[[ Provided information, beginning ]]

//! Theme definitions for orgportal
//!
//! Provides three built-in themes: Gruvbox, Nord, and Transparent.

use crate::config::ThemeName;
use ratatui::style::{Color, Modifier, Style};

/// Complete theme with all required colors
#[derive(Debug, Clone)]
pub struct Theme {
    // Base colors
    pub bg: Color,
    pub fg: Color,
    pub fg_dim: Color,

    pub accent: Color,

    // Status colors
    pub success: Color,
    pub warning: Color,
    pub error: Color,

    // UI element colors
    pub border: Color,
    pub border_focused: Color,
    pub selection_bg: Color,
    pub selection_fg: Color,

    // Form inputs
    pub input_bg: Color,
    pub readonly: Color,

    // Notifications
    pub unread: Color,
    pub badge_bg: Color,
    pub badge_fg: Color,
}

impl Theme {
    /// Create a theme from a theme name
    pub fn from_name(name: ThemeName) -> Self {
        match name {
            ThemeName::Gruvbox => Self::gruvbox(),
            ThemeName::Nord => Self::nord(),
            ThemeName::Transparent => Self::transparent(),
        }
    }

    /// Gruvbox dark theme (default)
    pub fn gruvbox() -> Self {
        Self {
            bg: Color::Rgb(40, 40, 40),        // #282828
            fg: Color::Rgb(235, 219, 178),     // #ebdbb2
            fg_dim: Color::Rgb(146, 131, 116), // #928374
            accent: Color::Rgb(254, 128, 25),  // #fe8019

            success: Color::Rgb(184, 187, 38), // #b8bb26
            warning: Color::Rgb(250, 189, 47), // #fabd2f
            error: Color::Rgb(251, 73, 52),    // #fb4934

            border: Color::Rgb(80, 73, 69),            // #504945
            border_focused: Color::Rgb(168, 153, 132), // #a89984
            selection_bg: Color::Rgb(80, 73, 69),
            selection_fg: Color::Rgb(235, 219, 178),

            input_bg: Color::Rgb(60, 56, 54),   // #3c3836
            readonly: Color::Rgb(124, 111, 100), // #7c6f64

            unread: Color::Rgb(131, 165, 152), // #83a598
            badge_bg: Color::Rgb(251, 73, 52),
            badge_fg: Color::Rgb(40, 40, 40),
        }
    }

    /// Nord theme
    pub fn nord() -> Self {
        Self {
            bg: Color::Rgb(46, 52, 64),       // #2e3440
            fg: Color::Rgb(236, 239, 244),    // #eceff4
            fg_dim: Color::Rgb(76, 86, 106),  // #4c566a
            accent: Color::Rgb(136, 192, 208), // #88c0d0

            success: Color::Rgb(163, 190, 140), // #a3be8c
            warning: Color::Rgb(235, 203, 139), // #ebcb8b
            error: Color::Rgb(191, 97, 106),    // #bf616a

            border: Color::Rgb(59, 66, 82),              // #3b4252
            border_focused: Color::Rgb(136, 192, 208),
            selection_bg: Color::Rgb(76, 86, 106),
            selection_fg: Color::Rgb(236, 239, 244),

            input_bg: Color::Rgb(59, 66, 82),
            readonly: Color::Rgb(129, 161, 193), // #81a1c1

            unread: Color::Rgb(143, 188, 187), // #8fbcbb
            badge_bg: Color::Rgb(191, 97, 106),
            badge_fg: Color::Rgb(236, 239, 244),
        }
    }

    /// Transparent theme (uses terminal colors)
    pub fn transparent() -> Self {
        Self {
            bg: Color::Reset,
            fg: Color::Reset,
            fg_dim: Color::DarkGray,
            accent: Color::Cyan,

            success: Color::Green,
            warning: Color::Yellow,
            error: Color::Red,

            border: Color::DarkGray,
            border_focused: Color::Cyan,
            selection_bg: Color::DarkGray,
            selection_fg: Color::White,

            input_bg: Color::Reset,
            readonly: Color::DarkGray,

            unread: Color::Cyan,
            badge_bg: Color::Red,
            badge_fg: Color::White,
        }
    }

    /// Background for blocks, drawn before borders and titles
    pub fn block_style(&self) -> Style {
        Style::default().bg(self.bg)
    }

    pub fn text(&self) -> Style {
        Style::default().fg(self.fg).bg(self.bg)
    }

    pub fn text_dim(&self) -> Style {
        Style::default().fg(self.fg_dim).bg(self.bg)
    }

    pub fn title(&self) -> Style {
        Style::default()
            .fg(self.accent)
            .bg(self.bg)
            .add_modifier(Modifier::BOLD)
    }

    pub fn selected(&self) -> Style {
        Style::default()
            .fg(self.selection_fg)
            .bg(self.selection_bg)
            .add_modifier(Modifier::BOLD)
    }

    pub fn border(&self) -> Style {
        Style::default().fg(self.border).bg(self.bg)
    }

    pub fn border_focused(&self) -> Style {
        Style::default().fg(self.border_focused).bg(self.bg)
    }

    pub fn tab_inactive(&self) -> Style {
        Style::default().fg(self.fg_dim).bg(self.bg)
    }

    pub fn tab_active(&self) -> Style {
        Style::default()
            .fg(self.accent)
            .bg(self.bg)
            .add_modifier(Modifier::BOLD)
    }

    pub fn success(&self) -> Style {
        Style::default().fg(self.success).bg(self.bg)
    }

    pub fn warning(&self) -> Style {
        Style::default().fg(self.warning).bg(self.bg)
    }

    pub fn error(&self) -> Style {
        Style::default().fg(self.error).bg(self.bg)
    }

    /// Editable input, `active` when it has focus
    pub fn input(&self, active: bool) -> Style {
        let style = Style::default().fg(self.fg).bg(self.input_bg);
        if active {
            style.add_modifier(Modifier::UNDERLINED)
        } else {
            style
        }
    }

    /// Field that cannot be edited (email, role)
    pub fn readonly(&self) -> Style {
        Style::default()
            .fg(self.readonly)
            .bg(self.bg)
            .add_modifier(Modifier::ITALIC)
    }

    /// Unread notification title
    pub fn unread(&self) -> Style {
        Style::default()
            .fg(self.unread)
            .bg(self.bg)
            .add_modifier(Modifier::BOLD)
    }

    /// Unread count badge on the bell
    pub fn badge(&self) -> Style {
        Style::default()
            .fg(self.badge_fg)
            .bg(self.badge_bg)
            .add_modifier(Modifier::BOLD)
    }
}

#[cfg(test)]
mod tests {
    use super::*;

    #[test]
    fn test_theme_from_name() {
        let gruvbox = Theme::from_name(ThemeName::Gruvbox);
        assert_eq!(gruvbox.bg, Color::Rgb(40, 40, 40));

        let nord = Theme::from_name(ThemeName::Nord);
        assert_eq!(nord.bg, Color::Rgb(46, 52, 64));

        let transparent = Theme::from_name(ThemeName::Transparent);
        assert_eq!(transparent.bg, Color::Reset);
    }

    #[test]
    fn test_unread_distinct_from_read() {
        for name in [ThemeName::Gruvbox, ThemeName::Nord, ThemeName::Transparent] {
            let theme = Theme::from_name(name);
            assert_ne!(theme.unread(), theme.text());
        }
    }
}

[[ Provided information, end ]]

> [Your assignment] Set down the listing above in its entirety, exactly as written.

> [Result below]
//! Theme definitions for orgportal
//!
//! Provides three built-in themes: Gruvbox, Nord, and Transparent.

use crate::config::ThemeName;
use ratatui::style::{Color, Modifier, Style};

/// Complete theme with all required colors
#[derive(Debug, Clone)]
pub struct Theme {
    // Base colors
    pub bg: Color,
    pub fg: Color,
    pub fg_dim: Color,

    pub accent: Color,

    // Status colors
    pub success: Color,
    pub warning: Color,
    pub error: Color,

    // UI element colors
    pub border: Color,
    pub border_focused: Color,
    pub selection_bg: Color,
    pub selection_fg: Color,

    // Form inputs
    pub input_bg: Color,
    pub readonly: Color,

    // Notifications
    pub unread: Color,
    pub badge_bg: Color,
    pub badge_fg: Color,
}

impl Theme {
    /// Create a theme from a theme name
    pub fn from_name(name: ThemeName) -> Self {
        match name {
            ThemeName::Gruvbox => Self::gruvbox(),
            ThemeName::Nord => Self::nord(),
            ThemeName::Transparent => Self::transparent(),
        }
    }

    /// Gruvbox dark theme (default)
    pub fn gruvbox() -> Self {
        Self {
            bg: Color::Rgb(40, 40, 40),        // #282828
            fg: Color::Rgb(235, 219, 178),     // #ebdbb2
            fg_dim: Color::Rgb(146, 131, 116), // #928374
            accent: Color::Rgb(254, 128, 25),  // #fe8019

            success: Color::Rgb(184, 187, 38), // #b8bb26
            warning: Color::Rgb(250, 189, 47), // #fabd2f
            error: Color::Rgb(251, 73, 52),    // #fb4934

            border: Color::Rgb(80, 73, 69),            // #504945
            border_focused: Color::Rgb(168, 153, 132), // #a89984
            selection_bg: Color::Rgb(80, 73, 69),
            selection_fg: Color::Rgb(235, 219, 178),

            input_bg: Color::Rgb(60, 56, 54),   // #3c3836
            readonly: Color::Rgb(124, 111, 100), // #7c6f64

            unread: Color::Rgb(131, 165, 152), // #83a598
            badge_bg: Color::Rgb(251, 73, 52),
            badge_fg: Color::Rgb(40, 40, 40),
        }
    }

    /// Nord theme
    pub fn nord() -> Self {
        Self {
            bg: Color::Rgb(46, 52, 64),       // #2e3440
            fg: Color::Rgb(236, 239, 244),    // #eceff4
            fg_dim: Color::Rgb(76, 86, 106),  // #4c566a
            accent: Color::Rgb(136, 192, 208), // #88c0d0

            success: Color::Rgb(163, 190, 140), // #a3be8c
            warning: Color::Rgb(235, 203, 139), // #ebcb8b
            error: Color::Rgb(191, 97, 106),    // #bf616a

            border: Color::Rgb(59, 66, 82),              // #3b4252
            border_focused: Color::Rgb(136, 192, 208),
            selection_bg: Color::Rgb(76, 86, 106),
            selection_fg: Color::Rgb(236, 239, 244),

            input_bg: Color::Rgb(59, 66, 82),
            readonly: Color::Rgb(129, 161, 193), // #81a1c1

            unread: Color::Rgb(143, 188, 187), // #8fbcbb
            badge_bg: Color::Rgb(191, 97, 106),
            badge_fg: Color::Rgb(236, 239, 244),
        }
    }

    /// Transparent theme (uses terminal colors)
    pub fn transparent() -> Self {
        Self {
            bg: Color::Reset,
            fg: Color::Reset,
            fg_dim: Color::DarkGray,
            accent: Color::Cyan,

            success: Color::Green,
            warning: Color::Yellow,
            error: Color::Red,

            border: Color::DarkGray,
            border_focused: Color::Cyan,
            selection_bg: Color::DarkGray,
            selection_fg: Color::White,

            input_bg: Color::Reset,
            readonly: Color::DarkGray,

            unread: Color::Cyan,
            badge_bg: Color::Red,
            badge_fg: Color::White,
        }
    }

    /// Background for blocks, drawn before borders and titles
    pub fn block_style(&self) -> Style {
        Style::default().bg(self.bg)
    }

    pub fn text(&self) -> Style {
        Style::default().fg(self.fg).bg(self.bg)
    }

    pub fn text_dim(&self) -> Style {
        Style::default().fg(self.fg_dim).bg(self.bg)
    }

    pub fn title(&self) -> Style {
        Style::default()
            .fg(self.accent)
            .bg(self.bg)
            .add_modifier(Modifier::BOLD)
    }

    pub fn selected(&self) -> Style {
        Style::default()
            .fg(self.selection_fg)
            .bg(self.selection_bg)
            .add_modifier(Modifier::BOLD)
    }

    pub fn border(&self) -> Style {
        Style::default().fg(self.border).bg(self.bg)
    }

    pub fn border_focused(&self) -> Style {
        Style::default().fg(self.border_focused).bg(self.bg)
    }

    pub fn tab_inactive(&self) -> Style {
        Style::default().fg(self.fg_dim).bg(self.bg)
    }

    pub fn tab_active(&self) -> Style {
        Style::default()
            .fg(self.accent)
            .bg(self.bg)
            .add_modifier(Modifier::BOLD)
    }

    pub fn success(&self) -> Style {
        Style::default().fg(self.success).bg(self.bg)
    }

    pub fn warning(&self) -> Style {
        Style::default().fg(self.warning).bg(self.bg)
    }

    pub fn error(&self) -> Style {
        Style::default().fg(self.error).bg(self.bg)
    }

    /// Editable input, `active` when it has focus
    pub fn input(&self, active: bool) -> Style {
        let style = Style::default().fg(self.fg).bg(self.input_bg);
        if active {
            style.add_modifier(Modifier::UNDERLINED)
        } else {
            style
        }
    }

    /// Field that cannot be edited (email, role)
    pub fn readonly(&self) -> Style {
        Style::default()
            .fg(self.readonly)
            .bg(self.bg)
            .add_modifier(Modifier::ITALIC)
    }

    /// Unread notification title
    pub fn unread(&self) -> Style {
        Style::default()
            .fg(self.unread)
            .bg(self.bg)
            .add_modifier(Modifier::BOLD)
    }

    /// Unread count badge on the bell
    pub fn badge(&self) -> Style {
        Style::default()
            .fg(self.badge_fg)
            .bg(self.badge_bg)
            .add_modifier(Modifier::BOLD)
    }
}

#[cfg(test)]
mod tests {
    use super::*;

    #[test]
    fn test_theme_from_name() {
        let gruvbox = Theme::from_name(ThemeName::Gruvbox);
        assert_eq!(gruvbox.bg, Color::Rgb(40, 40, 40));

        let nord = Theme::from_name(ThemeName::Nord);
        assert_eq!(nord.bg, Color::Rgb(46, 52, 64));

        let transparent = Theme::from_name(ThemeName::Transparent);
        assert_eq!(transparent.bg, Color::Reset);
    }

    #[test]
    fn test_unread_distinct_from_read() {
        for name in [ThemeName::Gruvbox, ThemeName::Nord, ThemeName::Transparent] {
            let theme = Theme::from_name(name);
            assert_ne!(theme.unread(), theme.text());
        }
    }
}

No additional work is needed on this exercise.